En medio de un problema persistente de sobrepoblación animal en situación de calle, México vive también un cambio silencioso en sus hogares: cada vez más personas eligen a los gatos como compañeros de vida.
De acuerdo con cifras del INEGI, 7 de cada 10 familias mexicanas tienen una mascota, proporción que creció de forma notable desde 2017 y alcanzó su punto más alto durante la pandemia. El fenómeno coincide con una disminución en la natalidad —que el año pasado registró una baja de 4.5 por ciento— y refleja nuevas dinámicas sociales y familiares.
Para la médica veterinaria zootecnista Alejandra Díaz Barrantes, académica de la Universidad Autónoma de Guadalajara (UAG), el auge de los felinos responde a un estilo de vida urbano cada vez más acelerado.
Un estilo de vida que favorece a los felinos
Las largas jornadas laborales, los extensos traslados y las viviendas reducidas han influido en la preferencia por gatos frente a otras mascotas. A diferencia de los perros, suelen ser percibidos como independientes, silenciosos y adaptables a espacios pequeños.
Sin embargo, la especialista advierte que esa percepción puede llevar a minimizar sus necesidades reales.
Más allá del mito
“Los gatos no son animales que puedan dejarse a su suerte”, señala. Aunque no son estrictamente gregarios, sí desarrollan conductas sociales y requieren límites, jerarquías y territorios definidos para mantener su bienestar.
En casa deben contar con:
- Espacios seguros.
- Areneros y zonas de alimentación suficientes.
- Estimulación mental mediante juego.
- Rascadores y superficies elevadas para trepar.
- Socialización adecuada con otros animales.
La falta de enriquecimiento ambiental es una de las principales causas de problemas de conducta y puede afectar su salud física y emocional.
Impulso a la medicina felina
El incremento en la población de gatos ha detonado también el desarrollo de la medicina felina como especialidad veterinaria.
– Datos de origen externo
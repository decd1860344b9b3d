#![deny(unused_must_use)]
#![warn(clippy::dbg_macro, clippy::todo, clippy::unimplemented)]
#![forbid(unsafe_code)]

pub mod context;
pub mod error;
pub mod eval;
pub mod host;
mod stack;
pub mod value;

pub use context::{Context, Frame, FrameKind};
pub use error::{EvalError, EvalErrorKind, EvalResult};
pub use eval::{evaluate, EvalConfig, Evaluator, MAX_CALL_DEPTH};
pub use host::{register_builtin, root_context, Prelude, SharedWriter};
pub use value::{derive_type, Callable, Closure, Mapping, NativeFn, Params, Struct, Value};
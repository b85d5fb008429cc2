//! Settings: built-in defaults, then an optional `config.toml`, then the
//! environment (including a `.env` file).

use crate::error::{Error, Result};
use crate::executor::DelayRange;
use crate::orchestrator::OrchestratorConfig;
use crate::verification::DEFAULT_PROBE_URL;
use crate::vetting::{DEFAULT_CONCURRENCY, DEFAULT_PROBE_TIMEOUT, DEFAULT_TIME_BUDGET};
use serde::Deserialize;
use std::path::{Path, PathBuf};
use std::str::FromStr;
use std::time::Duration;

/// Upper bound on the vetting time budget: one week.
pub const MAX_TIME_LIMIT_SECS: u64 = 7 * 24 * 60 * 60;

#[derive(Debug, Clone, Deserialize)]
#[serde(default)]
pub struct Settings {
    pub use_proxies: bool,
    pub scan_proxies: bool,
    /// Continue without proxies when none could be vetted.
    pub allow_direct: bool,
    pub num_workers: usize,
    pub cycles_per_worker: usize,
    /// Seconds between status reports; 0 disables reporting.
    pub status_interval_secs: u64,
    pub vetting: VettingSettings,
    pub workers: WorkerSettings,
    pub storage: StorageSettings,
    pub providers: Providers,
}

#[derive(Debug, Clone, Deserialize)]
#[serde(default)]
pub struct VettingSettings {
    pub time_limit_secs: u64,
    pub concurrency: usize,
    pub probe_timeout_secs: u64,
    pub probe_url: String,
    pub allow_private: bool,
    /// Skip a fresh scan when the store already holds this many endpoints.
    pub reuse_threshold: Option<usize>,
}

#[derive(Debug, Clone, Deserialize)]
#[serde(default)]
pub struct WorkerSettings {
    pub launch_delay_min_ms: u64,
    pub launch_delay_max_ms: u64,
    pub cycle_delay_min_secs: u64,
    pub cycle_delay_max_secs: u64,
    pub cycle_duration_min_secs: u64,
    pub cycle_duration_max_secs: u64,
}

#[derive(Debug, Clone, Deserialize)]
#[serde(default)]
pub struct StorageSettings {
    pub raw_path: PathBuf,
    pub verified_path: PathBuf,
}

#[derive(Debug, Clone, Deserialize)]
#[serde(default)]
pub struct Providers {
    pub proxyscrape: ProviderConfig,
    pub free_proxy_list: ProviderConfig,
    pub geonode: ProviderConfig,
    pub cool_proxy: ProviderConfig,
}

#[derive(Debug, Clone, Deserialize)]
#[serde(default)]
pub struct ProviderConfig {
    pub enabled: bool,
}

impl Default for ProviderConfig {
    fn default() -> Self {
        Self { enabled: true }
    }
}

impl Default for Providers {
    fn default() -> Self {
        Self {
            proxyscrape: ProviderConfig::default(),
            free_proxy_list: ProviderConfig::default(),
            geonode: ProviderConfig::default(),
            cool_proxy: ProviderConfig::default(),
        }
    }
}

impl Default for Settings {
    fn default() -> Self {
        Self {
            use_proxies: true,
            scan_proxies: true,
            allow_direct: true,
            num_workers: 100,
            cycles_per_worker: 5,
            status_interval_secs: 60,
            vetting: VettingSettings::default(),
            workers: WorkerSettings::default(),
            storage: StorageSettings::default(),
            providers: Providers::default(),
        }
    }
}

impl Default for VettingSettings {
    fn default() -> Self {
        Self {
            time_limit_secs: DEFAULT_TIME_BUDGET.as_secs(),
            concurrency: DEFAULT_CONCURRENCY,
            probe_timeout_secs: DEFAULT_PROBE_TIMEOUT.as_secs(),
            probe_url: DEFAULT_PROBE_URL.to_string(),
            allow_private: false,
            reuse_threshold: None,
        }
    }
}

impl Default for WorkerSettings {
    fn default() -> Self {
        Self {
            launch_delay_min_ms: 1_000,
            launch_delay_max_ms: 3_000,
            cycle_delay_min_secs: 10,
            cycle_delay_max_secs: 30,
            cycle_duration_min_secs: 30,
            cycle_duration_max_secs: 180,
        }
    }
}

impl Default for StorageSettings {
    fn default() -> Self {
        Self {
            raw_path: PathBuf::from("proxies.txt"),
            verified_path: PathBuf::from("working_proxies.txt"),
        }
    }
}

fn parse_bool(key: &str, value: &str) -> Result<bool> {
    match value.trim().to_ascii_lowercase().as_str() {
        "1" | "true" | "yes" | "on" => Ok(true),
        "0" | "false" | "no" | "off" => Ok(false),
        _ => Err(Error::Config(format!("{} expects a boolean, got {:?}", key, value))),
    }
}

fn parse_num<T: FromStr>(key: &str, value: &str) -> Result<T> {
    value
        .trim()
        .parse()
        .map_err(|_| Error::Config(format!("{} expects a number, got {:?}", key, value)))
}

impl Settings {
    /// Loads `path` (or `config.toml` when `None`), then applies the process
    /// environment. A missing file falls back to the defaults.
    pub fn load(path: Option<&Path>) -> Result<Self> {
        let _ = dotenvy::dotenv();
        let path = path.unwrap_or_else(|| Path::new("config.toml"));
        let mut settings = match std::fs::read_to_string(path) {
            Ok(data) => Self::from_toml(&data)?,
            Err(e) if e.kind() == std::io::ErrorKind::NotFound => Self::default(),
            Err(e) => return Err(e.into()),
        };
        settings.apply_env(|key| std::env::var(key).ok())?;
        settings.validate()?;
        Ok(settings)
    }

    pub fn from_toml(data: &str) -> Result<Self> {
        Ok(toml::from_str(data)?)
    }

    /// Overrides fields from environment-style keys looked up through `var`.
    pub fn apply_env<F>(&mut self, var: F) -> Result<()>
    where
        F: Fn(&str) -> Option<String>,
    {
        macro_rules! env_bool {
            ($key:literal, $field:expr) => {
                if let Some(v) = var($key) {
                    $field = parse_bool($key, &v)?;
                }
            };
        }
        macro_rules! env_num {
            ($key:literal, $field:expr) => {
                if let Some(v) = var($key) {
                    $field = parse_num($key, &v)?;
                }
            };
        }

        env_bool!("USE_PROXIES", self.use_proxies);
        env_bool!("SCAN_PROXIES", self.scan_proxies);
        env_bool!("ALLOW_DIRECT", self.allow_direct);
        env_num!("NUM_BOTS", self.num_workers);
        env_num!("VIEWS_PER_BOT", self.cycles_per_worker);
        env_num!("STATUS_INTERVAL_SECS", self.status_interval_secs);

        env_num!("PROXY_TEST_TIME_LIMIT", self.vetting.time_limit_secs);
        env_num!("PROXY_TEST_CONCURRENCY", self.vetting.concurrency);
        env_num!("PROXY_TEST_TIMEOUT", self.vetting.probe_timeout_secs);
        env_bool!("PROXY_ALLOW_PRIVATE", self.vetting.allow_private);
        if let Some(v) = var("PROXY_TEST_URL") {
            self.vetting.probe_url = v;
        }
        if let Some(v) = var("PROXY_REUSE_THRESHOLD") {
            self.vetting.reuse_threshold = Some(parse_num("PROXY_REUSE_THRESHOLD", &v)?);
        }

        env_num!("LAUNCH_DELAY_MIN_MS", self.workers.launch_delay_min_ms);
        env_num!("LAUNCH_DELAY_MAX_MS", self.workers.launch_delay_max_ms);
        env_num!("CYCLE_DELAY_MIN_SECS", self.workers.cycle_delay_min_secs);
        env_num!("CYCLE_DELAY_MAX_SECS", self.workers.cycle_delay_max_secs);
        env_num!("CYCLE_DURATION_MIN_SECS", self.workers.cycle_duration_min_secs);
        env_num!("CYCLE_DURATION_MAX_SECS", self.workers.cycle_duration_max_secs);

        if let Some(v) = var("RAW_PROXIES_FILE") {
            self.storage.raw_path = PathBuf::from(v);
        }
        if let Some(v) = var("WORKING_PROXIES_FILE") {
            self.storage.verified_path = PathBuf::from(v);
        }
        Ok(())
    }

    pub fn validate(&self) -> Result<()> {
        if self.num_workers == 0 {
            return Err(Error::Config("NUM_BOTS must be at least 1".into()));
        }
        if self.cycles_per_worker == 0 {
            return Err(Error::Config("VIEWS_PER_BOT must be at least 1".into()));
        }
        if self.vetting.time_limit_secs > MAX_TIME_LIMIT_SECS {
            return Err(Error::Config(format!(
                "PROXY_TEST_TIME_LIMIT must be at most {} seconds",
                MAX_TIME_LIMIT_SECS
            )));
        }
        if self.vetting.concurrency == 0 {
            return Err(Error::Config("PROXY_TEST_CONCURRENCY must be at least 1".into()));
        }
        let w = &self.workers;
        let ranges = [
            ("launch delay", w.launch_delay_min_ms, w.launch_delay_max_ms),
            ("cycle delay", w.cycle_delay_min_secs, w.cycle_delay_max_secs),
            ("cycle duration", w.cycle_duration_min_secs, w.cycle_duration_max_secs),
        ];
        for (name, min, max) in ranges {
            if min > max {
                return Err(Error::Config(format!("{} range is inverted: {} > {}", name, min, max)));
            }
        }
        Ok(())
    }

    /// Overrides the fleet size and re-checks it.
    pub fn with_fleet_size(mut self, workers: Option<usize>, cycles: Option<usize>) -> Result<Self> {
        if let Some(workers) = workers {
            self.num_workers = workers;
        }
        if let Some(cycles) = cycles {
            self.cycles_per_worker = cycles;
        }
        self.validate()?;
        Ok(self)
    }

    pub fn time_budget(&self) -> Duration {
        Duration::from_secs(self.vetting.time_limit_secs)
    }

    pub fn probe_timeout(&self) -> Duration {
        Duration::from_secs(self.vetting.probe_timeout_secs)
    }

    pub fn status_interval(&self) -> Duration {
        Duration::from_secs(self.status_interval_secs)
    }

    pub fn orchestrator(&self) -> OrchestratorConfig {
        let w = &self.workers;
        OrchestratorConfig {
            launch_stagger: DelayRange::new(
                Duration::from_millis(w.launch_delay_min_ms),
                Duration::from_millis(w.launch_delay_max_ms),
            ),
            cycle_pause: DelayRange::new(
                Duration::from_secs(w.cycle_delay_min_secs),
                Duration::from_secs(w.cycle_delay_max_secs),
            ),
        }
    }

    pub fn cycle_duration(&self) -> DelayRange {
        DelayRange::new(
            Duration::from_secs(self.workers.cycle_duration_min_secs),
            Duration::from_secs(self.workers.cycle_duration_max_secs),
        )
    }
}

#[cfg(test)]
mod tests {
    use super::*;
    use std::collections::HashMap;

    fn env(pairs: &[(&str, &str)]) -> impl Fn(&str) -> Option<String> {
        let map: HashMap<String, String> = pairs
            .iter()
            .map(|(k, v)| (k.to_string(), v.to_string()))
            .collect();
        move |k| map.get(k).cloned()
    }

    #[test]
    fn defaults_match_documented_values() {
        let s = Settings::default();
        assert!(s.use_proxies && s.scan_proxies);
        assert_eq!(s.num_workers, 100);
        assert_eq!(s.cycles_per_worker, 5);
        assert_eq!(s.time_budget(), Duration::from_secs(1200));
        assert_eq!(s.vetting.concurrency, 50);
        assert_eq!(s.probe_timeout(), Duration::from_secs(10));
        assert_eq!(s.vetting.reuse_threshold, None);
        s.validate().unwrap();
    }

    #[test]
    fn env_overrides() {
        let mut s = Settings::default();
        s.apply_env(env(&[
            ("USE_PROXIES", "False"),
            ("SCAN_PROXIES", "0"),
            ("NUM_BOTS", "7"),
            ("VIEWS_PER_BOT", " 2 "),
            ("PROXY_TEST_TIME_LIMIT", "30"),
            ("PROXY_REUSE_THRESHOLD", "20"),
            ("WORKING_PROXIES_FILE", "/tmp/ok.txt"),
        ]))
        .unwrap();

        assert!(!s.use_proxies);
        assert!(!s.scan_proxies);
        assert_eq!(s.num_workers, 7);
        assert_eq!(s.cycles_per_worker, 2);
        assert_eq!(s.time_budget(), Duration::from_secs(30));
        assert_eq!(s.vetting.reuse_threshold, Some(20));
        assert_eq!(s.storage.verified_path, PathBuf::from("/tmp/ok.txt"));
    }

    #[test]
    fn bad_values_name_the_key() {
        let mut s = Settings::default();
        let err = s.apply_env(env(&[("NUM_BOTS", "many")])).unwrap_err();
        assert!(err.to_string().contains("NUM_BOTS"));

        let err = s.apply_env(env(&[("USE_PROXIES", "maybe")])).unwrap_err();
        assert!(err.to_string().contains("USE_PROXIES"));
    }

    #[test]
    fn toml_partial_file() {
        let s = Settings::from_toml(
            r#"
            num_workers = 3

            [vetting]
            concurrency = 8

            [providers.cool_proxy]
            enabled = false
            "#,
        )
        .unwrap();
        assert_eq!(s.num_workers, 3);
        assert_eq!(s.cycles_per_worker, 5);
        assert_eq!(s.vetting.concurrency, 8);
        assert_eq!(s.vetting.probe_timeout_secs, 10);
        assert!(!s.providers.cool_proxy.enabled);
        assert!(s.providers.proxyscrape.enabled);
    }

    #[test]
    fn validation_rejects_zero_and_inverted() {
        let mut s = Settings::default();
        s.num_workers = 0;
        assert!(s.validate().is_err());

        let mut s = Settings::default();
        s.workers.cycle_delay_min_secs = 40;
        assert!(s.validate().is_err());
    }

    #[test]
    fn oversized_time_limit_is_rejected() {
        let mut s = Settings::default();
        s.apply_env(env(&[("PROXY_TEST_TIME_LIMIT", "18446744073709551615")]))
            .unwrap();
        let err = s.validate().unwrap_err().to_string();
        assert!(err.contains("PROXY_TEST_TIME_LIMIT"), "{}", err);

        s.vetting.time_limit_secs = MAX_TIME_LIMIT_SECS;
        assert!(s.validate().is_ok());
    }

    #[test]
    fn fleet_size_overrides_are_validated() {
        let s = Settings::default().with_fleet_size(Some(3), None).unwrap();
        assert_eq!(s.num_workers, 3);
        assert_eq!(s.cycles_per_worker, Settings::default().cycles_per_worker);

        let err = Settings::default()
            .with_fleet_size(Some(0), None)
            .unwrap_err()
            .to_string();
        assert!(err.contains("NUM_BOTS"), "{}", err);
        assert!(Settings::default().with_fleet_size(None, Some(0)).is_err());
    }
}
Hoy existen tratamientos específicos para esta especie, desde analgésicos postoperatorios hasta terapias para enfermedades crónicas como la diabetes, así como desparasitantes diseñados exclusivamente para sus características fisiológicas.
Este avance responde a una visión más especializada de la medicina veterinaria, donde cada especie requiere protocolos diferenciados.
Formación con enfoque integral
Ante la creciente demanda de servicios veterinarios, la UAG prepara a sus estudiantes de Medicina Veterinaria y Zootecnia con un enfoque integral que contempla la salud animal, ambiental y social.
El campo profesional —señala Díaz Barrantes— se ha ampliado no solo en el ámbito de animales de compañía, sino también en grandes especies, fauna silvestre, salud pública e industria alimentaria.
En un contexto donde los animales ocupan un lugar cada vez más central en los hogares, la especialista subraya la importancia de formar profesionales con visión global y compromiso ético.
“El bienestar animal también implica empatía hacia las personas cuidadoras y responsabilidad social”, concluye.